Whether No Questions Asked is an argument, a melodrama or a penthouse comedy neither its author nor its producer seem to be sure. Its two qualifications as entertainment are a palatial but cozy set by P. Dodd Ackerman and three of Broadway's most pleasant and conversationally nimble actors.
After Such Pleasures (adapted from Dorothy Parker's book and her Laments for the Living by Edward F. Gardner; A. L. Jones, producer). During an intermission of The Lake, Dorothy Parker remarked to others in her party: "Well, let's go back and see Katharine Hepburn run the gamut of human emotion from A to B." This cruel mot epitomizes the spirit of After Such Pleasures, a categorical drubbing of womanhood and all its works from A to Z.
Victims: 1) A young lady whose three weeks in Paris have made her forget how to speak English. 2) A woman too intelligent not to know she is being made a fool of by her lover and too weak to do anything about it but talk. 3) A nervous bride who wrangles with her mate over nothing on the honeymoon train. 4) A snob who preens herself on her willingness to be nice to colored people. 5) An opportunist who takes advantage of a drunken proposal of marriage. 6) An aging actress sodden with drink and self-pity. 7) A shopgirl famed among her friends for repartee, whose favorite shaft is "Don't be an airedale."
Broomsticks, Amen! (by Elmer Greensfelder; produced by Thomas Kilpatrick). "All things come in threes," intones the patriarch of the Hofnagel family, holding aloft a length of red string. "Birth, life and death. Sun. moon and stars. Father, mother and child." The old man is "doing for" a neighbor's sick baby. From head to foot over the infant, lying on a table beneath his rapt gaze, he draws the red string from which he then plucks some invisible thing and casts it aside. He mutters "sanctious words," with his own hand scoops away the evil aura enveloping the small body. Smiling, he refuses payment from the reassured mother.
Old Man Hofnagel is a well-to-do farmer of the Pennsylvania Dutch country, known and respected from Allentown to Lancaster as a potent "hex-doctor." A seventh son, he believes implicitly in his own powers. He informs a village woman that if she would know which of several suitors to accept, she should put initialed onions beneath her pillow, be guided by the onion that sprouts first. For a lovecharm he prescribes a drop of blood in a glass of water. To keep witches out of a churn he recommends a hot flatiron. Benign, fond of his family, Father Hofnagel spits with loathing at the mere mention of regular doctors.

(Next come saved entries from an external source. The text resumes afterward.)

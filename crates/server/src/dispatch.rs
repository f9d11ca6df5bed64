// crates/server/src/dispatch.rs
//! Task dispatch: the repeat queue, the monotone cursor, and the progress
//! store. The three form one consistency region and live behind a single
//! lock in [`crate::state::ServerState`], so concurrent sessions always see
//! a coherent snapshot and no fresh number is handed out twice.

use std::collections::{HashSet, VecDeque};

use taskfleet_core::{JobNumber, ProgressStore, Task};
use tracing::debug;

use crate::config::JobSource;

#[derive(Debug)]
pub struct Dispatcher {
    progress: ProgressStore,
    /// Next candidate for fresh dispatch. Never rewinds; gap-filling goes
    /// through the repeat queue.
    cursor: JobNumber,
    repeat: VecDeque<Task>,
}

impl Dispatcher {
    pub fn new(progress: ProgressStore) -> Self {
        // First fresh candidate is the number right past the completed
        // prefix; `next_task` skips anything recorded above it.
        let cursor = (progress.floor() + 1).max(0) as JobNumber;
        Self {
            progress,
            cursor,
            repeat: VecDeque::new(),
        }
    }

    pub fn progress(&self) -> &ProgressStore {
        &self.progress
    }

    /// Next task to hand out: queued repeats first, then the cursor.
    /// Never returns a number the store already contains.
    pub fn next_task(&mut self, get_job: &JobSource) -> Task {
        while let Some(task) = self.repeat.pop_front() {
            if !self.progress.contains(task.num) {
                return task;
            }
            debug!(num = task.num, "dropping queued repeat, already complete");
        }
        while self.progress.contains(self.cursor) {
            self.cursor += 1;
        }
        let task = Task::new(self.cursor, (get_job)(self.cursor));
        self.cursor += 1;
        task
    }

    /// Queue a task for re-dispatch unless its number is already queued.
    pub fn push_repeat(&mut self, task: Task) {
        if self.repeat.iter().any(|queued| queued.num == task.num) {
            return;
        }
        self.repeat.push_back(task);
    }

    /// Record a completed number. Idempotent.
    pub fn record(&mut self, num: JobNumber) {
        self.progress.add(num);
    }

    /// Turn every gap in the progress store into a queued repeat, skipping
    /// numbers already waiting in the queue. Returns how many were added.
    pub fn reconcile(&mut self, get_job: &JobSource) -> usize {
        let missing = self.progress.missing();
        if missing.is_empty() {
            return 0;
        }
        let queued: HashSet<JobNumber> = self.repeat.iter().map(|task| task.num).collect();
        let mut added = 0;
        for num in missing {
            if queued.contains(&num) {
                continue;
            }
            debug!(num, "job missing, queueing repeat");
            self.repeat.push_back(Task::new(num, (get_job)(num)));
            added += 1;
        }
        added
    }
}

#[cfg(test)]
mod tests {
    use super::*;
    use crate::config::JobSource;
    use serde_json::json;
    use std::sync::Arc;

    fn job_source() -> JobSource {
        Arc::new(|num| json!(num))
    }

    #[test]
    fn test_fresh_sequence_starts_at_zero() {
        let mut dispatcher = Dispatcher::new(ProgressStore::default());
        let source = job_source();
        assert_eq!(dispatcher.next_task(&source).num, 0);
        assert_eq!(dispatcher.next_task(&source).num, 1);
    }

    #[test]
    fn test_start_offset_respected() {
        let mut dispatcher = Dispatcher::new(ProgressStore::new(99));
        let source = job_source();
        assert_eq!(dispatcher.next_task(&source).num, 100);
    }

    #[test]
    fn test_cursor_skips_completed_numbers() {
        let mut dispatcher = Dispatcher::new(ProgressStore::with_above(1, [3, 4]));
        let source = job_source();
        // 2 is the first gap but gap-filling is the reconciler's job; the
        // cursor starts past the floor and skips 3 and 4.
        assert_eq!(dispatcher.next_task(&source).num, 2);
        assert_eq!(dispatcher.next_task(&source).num, 5);
    }

    #[test]
    fn test_repeat_queue_served_before_cursor() {
        let mut dispatcher = Dispatcher::new(ProgressStore::default());
        let source = job_source();
        let mut lost = Task::new(7, json!(7));
        lost.runs = 1;
        dispatcher.push_repeat(lost);
        let task = dispatcher.next_task(&source);
        assert_eq!(task.num, 7);
        assert_eq!(task.runs, 1, "repeat keeps its hand-out count");
        assert_eq!(dispatcher.next_task(&source).num, 0);
    }

    #[test]
    fn test_push_repeat_dedups_by_number() {
        let mut dispatcher = Dispatcher::new(ProgressStore::default());
        dispatcher.push_repeat(Task::new(7, json!(7)));
        dispatcher.push_repeat(Task::new(7, json!(7)));
        assert_eq!(dispatcher.repeat.len(), 1);
    }

    #[test]
    fn test_stale_repeat_dropped_at_pop() {
        let mut dispatcher = Dispatcher::new(ProgressStore::default());
        let source = job_source();
        dispatcher.push_repeat(Task::new(9, json!(9)));
        // A racing session completed 9 while it sat in the queue.
        dispatcher.record(9);
        assert_eq!(dispatcher.next_task(&source).num, 0);
        assert!(dispatcher.repeat.is_empty());
    }

    #[test]
    fn test_reconcile_queues_gaps_once() {
        let mut dispatcher = Dispatcher::new(ProgressStore::with_above(0, [3, 5]));
        let source = job_source();
        assert_eq!(dispatcher.reconcile(&source), 2);
        let queued: Vec<_> = dispatcher.repeat.iter().map(|t| t.num).collect();
        assert_eq!(queued, vec![1, 2]);
        // A second sweep finds the same gaps already queued.
        assert_eq!(dispatcher.reconcile(&source), 0);
    }

    #[test]
    fn test_reconcile_payload_matches_number() {
        let mut dispatcher = Dispatcher::new(ProgressStore::with_above(0, [4]));
        let source = job_source();
        dispatcher.reconcile(&source);
        for task in &dispatcher.repeat {
            assert_eq!(task.data, json!(task.num));
        }
    }

    #[test]
    fn test_reconcile_noop_without_gaps() {
        let mut dispatcher = Dispatcher::new(ProgressStore::new(10));
        let source = job_source();
        assert_eq!(dispatcher.reconcile(&source), 0);
        assert!(dispatcher.repeat.is_empty());
    }
}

He accepts his daughter's marriage to a "medicaler" with bitter resignation but he is overjoyed when she bears a boy who, he believes, will inherit the Hofnagel power. When the baby contracts diphtheria Hofnagel prevents his son-in-law from administering antitoxin by shooting him in the shoulder, kills the baby with his own mumbo-jumbo. These events are developed in a sharp atmosphere of authenticity, tautly directed by Arthur Beckhard, expert handler of family groups (Another Language). Good performances: William F. Schoeller as Hofnagel, Jules Epailly as a rival wizard, Victor Kilian as a slow-witted yokel.